• [Exercise materials]:
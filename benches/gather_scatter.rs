#![allow(missing_docs)]

use criterion::{BenchmarkId, Criterion, Throughput, black_box, criterion_group, criterion_main};
use rand::rngs::StdRng;
use rand::{Rng, SeedableRng};
use spconv::prelude::*;
use std::collections::HashSet;

fn random_tensor(side: usize, count: usize, channels: usize, seed: u64) -> SparseConvTensor<f32> {
    let mut rng = StdRng::seed_from_u64(seed);
    let mut seen = HashSet::with_capacity(count);
    let mut indices = Vec::with_capacity(count * 4);
    while seen.len() < count {
        let c: [i32; 3] = [
            rng.gen_range(0..side as i32),
            rng.gen_range(0..side as i32),
            rng.gen_range(0..side as i32),
        ];
        if seen.insert(c) {
            indices.extend_from_slice(&[0, c[0], c[1], c[2]]);
        }
    }
    let values: Vec<f32> = (0..count * channels).map(|_| rng.gen_range(-1.0..1.0)).collect();
    let features = FeatureMatrix::from_vec(values, count, channels).unwrap();
    SparseConvTensor::new(features, indices, [side, side, side], 1).unwrap()
}

fn random_weight(kv: usize, c_in: usize, c_out: usize, seed: u64) -> DenseTensor<f32> {
    let mut rng = StdRng::seed_from_u64(seed);
    let data: Vec<f32> = (0..kv * c_in * c_out).map(|_| rng.gen_range(-0.1..0.1)).collect();
    DenseTensor::from_vec(data, [kv, c_in, c_out]).unwrap()
}

fn bench_submanifold_forward(c: &mut Criterion) {
    let mut group = c.benchmark_group("submanifold_forward");
    let client = CpuClient::new();
    let geometry = ConvGeometry::submanifold(3, 3);

    for channels in [16usize, 32, 64] {
        let x = random_tensor(64, 20_000, channels, 3);
        let w = random_weight(27, channels, channels, 5);
        // warm the rulebook cache so only gather-matmul-scatter is timed
        client.submanifold_conv(&x, &w, None, &geometry, "subm").unwrap();

        group.throughput(Throughput::Elements(x.num_active() as u64));
        group.bench_with_input(BenchmarkId::from_parameter(channels), &channels, |b, _| {
            b.iter(|| {
                let y = client.submanifold_conv(&x, &w, None, &geometry, "subm").unwrap();
                black_box(y.num_active());
            });
        });
    }

    group.finish();
}

fn bench_backward(c: &mut Criterion) {
    let mut group = c.benchmark_group("submanifold_backward");
    let client = CpuClient::new();
    let geometry = ConvGeometry::submanifold(3, 3);
    let x = random_tensor(64, 20_000, 32, 9);
    let w = random_weight(27, 32, 32, 10);
    let y = client.submanifold_conv(&x, &w, None, &geometry, "subm").unwrap();
    let rb = client
        .get_or_build_rulebook(&x, &geometry, ConvMode::Submanifold, "subm")
        .unwrap();

    group.throughput(Throughput::Elements(x.num_active() as u64));
    group.bench_function("c32", |b| {
        b.iter(|| {
            let grads = client.sparse_conv_backward(&x, &w, y.features(), &rb).unwrap();
            black_box(grads.1.numel());
        });
    });

    group.finish();
}

criterion_group!(benches, bench_submanifold_forward, bench_backward);
criterion_main!(benches);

• [What is needed]: Would you give the number of lines above that hold "count"? Only the number is needed.

• [Answer box]: 6